Babygirl, another of this year’s awards-season contenders, starts out with a piece of music so familiar it’s almost funny, something you might actually hear if you went to the philharmonic. “We give you two themes for one person. In the beginning, we have this diva presented with her amazing perfect life and family,” says Tapia de Veer — referring to Nicole Kidman’s high-powered SheEO, Romy Mathis — “and then the music, and that life, starts to degrade very quickly.” The opening waltz gives way to “the wolf,” as he and director Halina Reijn call the desire that builds throughout the film. The breathy, percussive chanting that emerges from the ashes of Mathis’s midlife crisis lacks harmony completely, as if to suggest she is alone in the woods of her own desire, trying to outrun that which she craves. Only in the film’s final scene, when Mathis returns to the bedroom with her husband, does Tapia de Veer’s score introduce a second voice to the rhythmic panting: her desire echoed.

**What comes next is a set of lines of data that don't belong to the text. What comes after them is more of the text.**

#[cfg(test)]
mod tests {
    use super::*;
    use crate::{Borrowed, Destructor};
    use rand::rngs::SmallRng;
    use rand::{Rng, SeedableRng};
    use std::cell::RefCell;

    /// Checks head/tail, link symmetry, and that both traversal directions
    /// agree with each other and with the count.
    fn assert_links<T, R: Release<T>>(list: &List<T, R>) {
        if list.is_empty() {
            assert!(list.head.is_none());
            assert!(list.tail.is_none());
            return;
        }

        assert!(list.nodes[list.head.slot()].prev.is_none());
        assert!(list.nodes[list.tail.slot()].next.is_none());

        let mut forward = Vec::new();
        let mut key = list.head;
        while key.is_some() {
            let node = &list.nodes[key.slot()];
            if node.next.is_some() {
                assert_eq!(list.nodes[node.next.slot()].prev, key);
            }
            forward.push(key);
            key = node.next;
        }

        let mut backward = Vec::new();
        let mut key = list.tail;
        while key.is_some() {
            backward.push(key);
            key = list.nodes[key.slot()].prev;
        }
        backward.reverse();

        assert_eq!(forward, backward);
        assert_eq!(forward.len(), list.len());
    }

    #[test]
    fn new_list_is_empty() {
        let list: List<u64> = List::new();
        assert!(list.is_empty());
        assert_eq!(list.len(), 0);
        assert!(list.front_handle().is_none());
        assert!(list.back_handle().is_none());
        assert_links(&list);
    }

    #[test]
    fn push_back_single() {
        let mut list: List<u64> = List::new();

        let a = list.push_back(1);

        assert_eq!(list.len(), 1);
        assert_eq!(list.front_handle(), Some(a));
        assert_eq!(list.back_handle(), Some(a));
        assert_eq!(list.get(a), Some(&1));
        assert_eq!(list.front(), Some(&1));
        assert_eq!(list.back(), Some(&1));
        assert_links(&list);
    }

    #[test]
    fn push_back_multiple() {
        let mut list: List<u64> = List::new();

        let a = list.push_back(1);
        let _b = list.push_back(2);
        let c = list.push_back(3);

        assert_eq!(list.front_handle(), Some(a));
        assert_eq!(list.back_handle(), Some(c));

        let values: Vec<_> = list.iter().copied().collect();
        assert_eq!(values, vec![1, 2, 3]);
        assert_links(&list);
    }

    #[test]
    fn push_front_multiple() {
        let mut list: List<u64> = List::new();

        let a = list.push_front(1);
        let _b = list.push_front(2);
        let c = list.push_front(3);

        assert_eq!(list.front_handle(), Some(c));
        assert_eq!(list.back_handle(), Some(a));

        // Order should be 3, 2, 1
        let values: Vec<_> = list.iter().copied().collect();
        assert_eq!(values, vec![3, 2, 1]);
        assert_links(&list);
    }

    #[test]
    fn pop_front_and_back() {
        let mut list: List<u64> = [1, 2, 3, 4].into_iter().collect();

        assert_eq!(list.pop_front(), Some(1));
        assert_eq!(list.pop_back(), Some(4));
        assert_eq!(list.len(), 2);
        assert_links(&list);

        assert_eq!(list.pop_back(), Some(3));
        assert_eq!(list.pop_front(), Some(2));
        assert_eq!(list.pop_front(), None);
        assert_eq!(list.pop_back(), None);
        assert!(list.is_empty());
        assert_links(&list);
    }

    #[test]
    fn remove_middle_head_and_tail() {
        let mut list: List<u64> = List::new();

        let a = list.push_back(1);
        let b = list.push_back(2);
        let c = list.push_back(3);
        let d = list.push_back(4);

        assert!(list.remove(b));
        assert_links(&list);
        assert!(list.remove(a));
        assert_eq!(list.front_handle(), Some(c));
        assert_links(&list);
        assert!(list.remove(d));
        assert_eq!(list.back_handle(), Some(c));
        assert_links(&list);

        let values: Vec<_> = list.iter().copied().collect();
        assert_eq!(values, vec![3]);
    }

    #[test]
    fn remove_stale_handle() {
        let mut list: List<u64> = List::new();

        let a = list.push_back(1);
        assert!(list.remove(a));
        assert!(!list.remove(a));
        assert!(!list.contains(a));
        assert_eq!(list.get(a), None);
        assert_eq!(list.take(a), None);
    }

    #[test]
    fn slot_reuse_after_remove() {
        let mut list: List<u64> = List::new();

        let a = list.push_back(1);
        list.push_back(2);
        list.remove(a);

        let c = list.push_back(3);
        assert_eq!(c, a);
        let values: Vec<_> = list.iter().copied().collect();
        assert_eq!(values, vec![2, 3]);
        assert_links(&list);
    }

    #[test]
    fn take_does_not_release() {
        let released = RefCell::new(Vec::new());
        let mut list = List::with_release(Destructor::new(|v: u64| released.borrow_mut().push(v)));

        let a = list.push_back(1);
        list.push_back(2);

        assert_eq!(list.take(a), Some(1));
        assert_eq!(list.pop_back(), Some(2));
        assert!(released.borrow().is_empty());
    }

    #[test]
    fn release_runs_once_per_destroyed_node() {
        let released = RefCell::new(Vec::new());
        {
            let mut list =
                List::with_release(Destructor::new(|v: u64| released.borrow_mut().push(v)));

            let a = list.push_back(1);
            list.push_back(2);
            list.push_back(3);
            list.push_back(4);

            list.remove(a);
            assert_eq!(*released.borrow(), vec![1]);

            list.clear();
            assert_eq!(*released.borrow(), vec![1, 2, 3, 4]);
            assert_links(&list);

            list.push_back(5);
            list.push_back(6);
        }
        // Dropped list releases the rest, head to tail
        assert_eq!(*released.borrow(), vec![1, 2, 3, 4, 5, 6]);
    }

    #[test]
    fn borrowed_list_leaves_payloads_with_caller() {
        let values = vec![String::from("a"), String::from("b"), String::from("c")];

        let mut list: List<&String, Borrowed> = List::with_release(Borrowed);
        let handles: Vec<_> = values.iter().map(|v| list.push_back(v)).collect();

        assert!(list.remove(handles[1]));
        list.clear();
        drop(list);

        assert_eq!(values, vec!["a", "b", "c"]);
    }

    #[test]
    fn clear() {
        let mut list: List<u64> = [1, 2, 3].into_iter().collect();

        list.clear();

        assert!(list.is_empty());
        assert!(list.front().is_none());
        assert_links(&list);

        // Reusable after clear
        list.push_back(4);
        assert_eq!(list.front(), Some(&4));
    }

    #[test]
    fn find_by_probe() {
        let mut list: List<(i32, &str)> = List::new();

        list.push_back((1, "a"));
        let b = list.push_back((2, "b"));
        list.push_back((2, "shadowed"));

        let eq = |pair: &(i32, &str), key: &i32| pair.0 == *key;
        assert_eq!(list.find(eq, &2), Some(b));
        assert_eq!(list.find(eq, &9), None);
        assert_eq!(list.find_by(|pair| pair.1 == "shadowed"), list.back_handle());
    }

    #[test]
    fn index_positive_and_negative() {
        let mut list: List<u64> = List::new();

        let a = list.push_back(10);
        let b = list.push_back(20);
        let c = list.push_back(30);

        assert_eq!(list.index(0), Some(a));
        assert_eq!(list.index(1), Some(b));
        assert_eq!(list.index(2), Some(c));
        assert_eq!(list.index(3), None);

        assert_eq!(list.index(-1), Some(c));
        assert_eq!(list.index(-2), Some(b));
        assert_eq!(list.index(-3), Some(a));
        assert_eq!(list.index(-4), None);

        assert_eq!(list.index(isize::MIN), None);
        assert_eq!(list.index(isize::MAX), None);
    }

    #[test]
    fn index_empty() {
        let list: List<u64> = List::new();
        assert_eq!(list.index(0), None);
        assert_eq!(list.index(-1), None);
    }

    #[test]
    fn walk_both_directions() {
        let mut list: List<u64> = List::new();

        let a = list.push_back(1);
        let b = list.push_back(2);
        let c = list.push_back(3);

        let forward: Vec<_> = list.walk(Direction::Forward).collect();
        assert_eq!(forward, vec![(a, &1), (b, &2), (c, &3)]);

        let reverse: Vec<_> = list.walk(Direction::Reverse).collect();
        assert_eq!(reverse, vec![(c, &3), (b, &2), (a, &1)]);

        // Fresh iterator each call
        assert_eq!(list.walk(Direction::Reverse).len(), 3);
    }

    #[test]
    fn iter_double_ended() {
        let list: List<u64> = [1, 2, 3, 4].into_iter().collect();

        let mut iter = list.iter();
        assert_eq!(iter.len(), 4);
        assert_eq!(iter.next(), Some(&1));
        assert_eq!(iter.next_back(), Some(&4));
        assert_eq!(iter.next(), Some(&2));
        assert_eq!(iter.next_back(), Some(&3));
        assert_eq!(iter.next(), None);
        assert_eq!(iter.next_back(), None);

        let values: Vec<_> = list.iter().rev().copied().collect();
        assert_eq!(values, vec![4, 3, 2, 1]);
    }

    #[test]
    fn next_and_prev_handle() {
        let mut list: List<u64> = List::new();

        let a = list.push_back(1);
        let b = list.push_back(2);
        let c = list.push_back(3);

        assert_eq!(list.next_handle(a), Some(b));
        assert_eq!(list.next_handle(b), Some(c));
        assert_eq!(list.next_handle(c), None);

        assert_eq!(list.prev_handle(a), None);
        assert_eq!(list.prev_handle(b), Some(a));
        assert_eq!(list.prev_handle(c), Some(b));
    }

    #[test]
    fn get_mut() {
        let mut list: List<u64> = List::new();

        let a = list.push_back(1);
        *list.get_mut(a).unwrap() = 10;

        assert_eq!(list.get(a), Some(&10));
    }

    #[test]
    fn debug_lists_payloads() {
        let list: List<u64> = [1, 2].into_iter().collect();
        assert_eq!(format!("{list:?}"), "[list of 2 nodes] [1, 2]");
    }

    #[test]
    fn random_ops_keep_links_consistent() {
        let mut rng = SmallRng::seed_from_u64(12345);
        let mut list: List<u32> = List::new();
        let mut model: Vec<(Handle, u32)> = Vec::new();

        for i in 0..10_000u32 {
            match rng.gen_range(0..6) {
                0 => model.push((list.push_back(i), i)),
                1 => model.insert(0, (list.push_front(i), i)),
                2 => assert_eq!(list.pop_back(), model.pop().map(|(_, v)| v)),
                3 => {
                    let expected = if model.is_empty() {
                        None
                    } else {
                        Some(model.remove(0).1)
                    };
                    assert_eq!(list.pop_front(), expected);
                }
                _ => {
                    if !model.is_empty() {
                        let at = rng.gen_range(0..model.len());
                        let (handle, _) = model.remove(at);
                        assert!(list.remove(handle));
                    }
                }
            }

            if i % 97 == 0 {
                assert_links(&list);
            }
        }

        assert_links(&list);
        let values: Vec<_> = list.iter().copied().collect();
        let expected: Vec<_> = model.iter().map(|&(_, v)| v).collect();
        assert_eq!(values, expected);
    }
}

For decades, unless the film was a musical, scores like Tapia de Veer’s or Blumberg’s would likely have been added into movies during postproduction; a director would score a work with temporary music in order to work through the edit, and the composer would get post-shoot rough cuts as the starting point of their contributions. “Sound design was kind of an afterthought,” Dessner says. That the sound designer, sound mixer, and composer are now more regularly in communication with the director during the production of a film, if not in preproduction, came up again and again in interviews with working composers. Where image once dictated sound, sound can now influence, if not direct, the image and the edit. The overture to The Brutalist predates the sequence’s shoot: Adrien Brody’s journey as Tóth from the bottom of the ship up to the open air was choreographed to the music rather than filled in during postproduction. Just as melody can enhance image, so too can image elevate music into something propulsive and alive.

Most composers lived and died long before the invention of film — a medium that is only about 100 years old. Music, in turn, has been democratized: You no longer need to know Chopin or Bruckner to get by; you don’t have to go to a conservatory to make a career of it. The film composers working today are also, to a degree, self-made — they built their canon of personal sound and then movies adapted. Now, the quality of a film or television score lives in its ability to transcend its original images: Could you hear it at the club? Can this music be repurposed for memes or jokes? Can you put it over a different scene from something else to evoke a new feeling altogether? “Every project — film, dance, opera, song — meets its own requirement,” Bertelmann says. “Every time, I’m starting from zero. If I repeat myself, it’d be my death.”